Starting at the top of the entries below, print each line exactly until the line with "one block only." has been printed too.

**EXTRACTED DATA**
-----

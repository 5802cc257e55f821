//! Error types for the block store.
//!
//! Domain errors (`NotFound`, `NotPending`, `MatchNotFound`, `AlreadyExists`)
//! go back to the caller unmodified: they need a human or agent decision.
//! `Busy` may be retried internally a bounded number of times. `Corrupt` is
//! fatal for one block only.

use thiserror::Error;

use kioku_types::{BlockKey, LabelError, OperationError, ProposalId, ProposalStatus, VersionId};

use crate::diff::ApplyError;

/// Errors from store, proposal and workflow operations.
#[derive(Debug, Error)]
pub enum StoreError {
    /// Block, version, or proposal does not exist under the given owner.
    #[error("{what} not found: {id}")]
    NotFound { what: &'static str, id: String },

    /// Duplicate block creation.
    #[error("block already exists: {0}")]
    AlreadyExists(BlockKey),

    /// Approve called on a proposal that is no longer pending.
    #[error("proposal {id} is not pending (status: {status})")]
    NotPending { id: ProposalId, status: ProposalStatus },

    /// Status change out of a terminal state.
    #[error("invalid transition for proposal {id}: {from} -> {to}")]
    InvalidTransition {
        id: ProposalId,
        from: ProposalStatus,
        to: ProposalStatus,
    },

    /// `ReplaceSubstring` match text is absent from the current body.
    #[error("match text not found in current body of '{label}'")]
    MatchNotFound { label: String },

    /// Lock contention on a block.
    #[error("block {0} is busy, retry later")]
    Busy(BlockKey),

    /// Head moved between read and commit.
    #[error("head of {key} moved: expected {expected:?}, found {actual}")]
    HeadMoved {
        key: BlockKey,
        expected: Option<VersionId>,
        actual: VersionId,
    },

    /// Version chain invariant violated on read.
    #[error("version chain of {key} is corrupt: {detail}")]
    Corrupt { key: BlockKey, detail: String },

    #[error("invalid label: {0}")]
    InvalidLabel(#[from] LabelError),

    #[error("invalid operation: {0}")]
    InvalidOperation(#[from] OperationError),

    #[error("database error: {0}")]
    Database(#[from] rusqlite::Error),
}

/// Coarse classification used by transports to pick a status code.
#[derive(Debug, Clone, Copy, PartialEq, Eq)]
pub enum ErrorKind {
    NotFound,
    Conflict,
    MatchNotFound,
    Busy,
    InvalidInput,
    Corrupt,
    Storage,
}

impl StoreError {
    pub fn not_found(what: &'static str, id: impl ToString) -> Self {
        Self::NotFound {
            what,
            id: id.to_string(),
        }
    }

    pub fn block_not_found(key: &BlockKey) -> Self {
        Self::not_found("block", key)
    }

    pub fn proposal_not_found(id: ProposalId) -> Self {
        Self::not_found("proposal", id)
    }

    pub fn corrupt(key: &BlockKey, detail: impl Into<String>) -> Self {
        Self::Corrupt {
            key: key.clone(),
            detail: detail.into(),
        }
    }

    pub fn kind(&self) -> ErrorKind {
        match self {
            StoreError::NotFound { .. } => ErrorKind::NotFound,
            StoreError::AlreadyExists(_)
            | StoreError::NotPending { .. }
            | StoreError::InvalidTransition { .. } => ErrorKind::Conflict,
            StoreError::MatchNotFound { .. } => ErrorKind::MatchNotFound,
            StoreError::Busy(_) | StoreError::HeadMoved { .. } => ErrorKind::Busy,
            StoreError::InvalidLabel(_) | StoreError::InvalidOperation(_) => {
                ErrorKind::InvalidInput
            }
            StoreError::Corrupt { .. } => ErrorKind::Corrupt,
            StoreError::Database(_) => ErrorKind::Storage,
        }
    }

    /// Whether the approval loop should re-read the head and try again.
    pub fn is_retryable(&self) -> bool {
        matches!(self, StoreError::Busy(_) | StoreError::HeadMoved { .. })
    }

    /// Attach the block label to a bare apply failure.
    pub fn from_apply(err: ApplyError, key: &BlockKey) -> Self {
        match err {
            ApplyError::MatchNotFound => StoreError::MatchNotFound {
                label: key.label.clone(),
            },
        }
    }
}

/// Result type for store operations.
pub type Result<T> = std::result::Result<T, StoreError>;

-----

**RESPONSE**
repository 5802cc257e55f821
//! Error types for the block store.
//!
//! Domain errors (`NotFound`, `NotPending`, `MatchNotFound`, `AlreadyExists`)
//! go back to the caller unmodified: they need a human or agent decision.
//! `Busy` may be retried internally a bounded number of times. `Corrupt` is
//! fatal for one block only.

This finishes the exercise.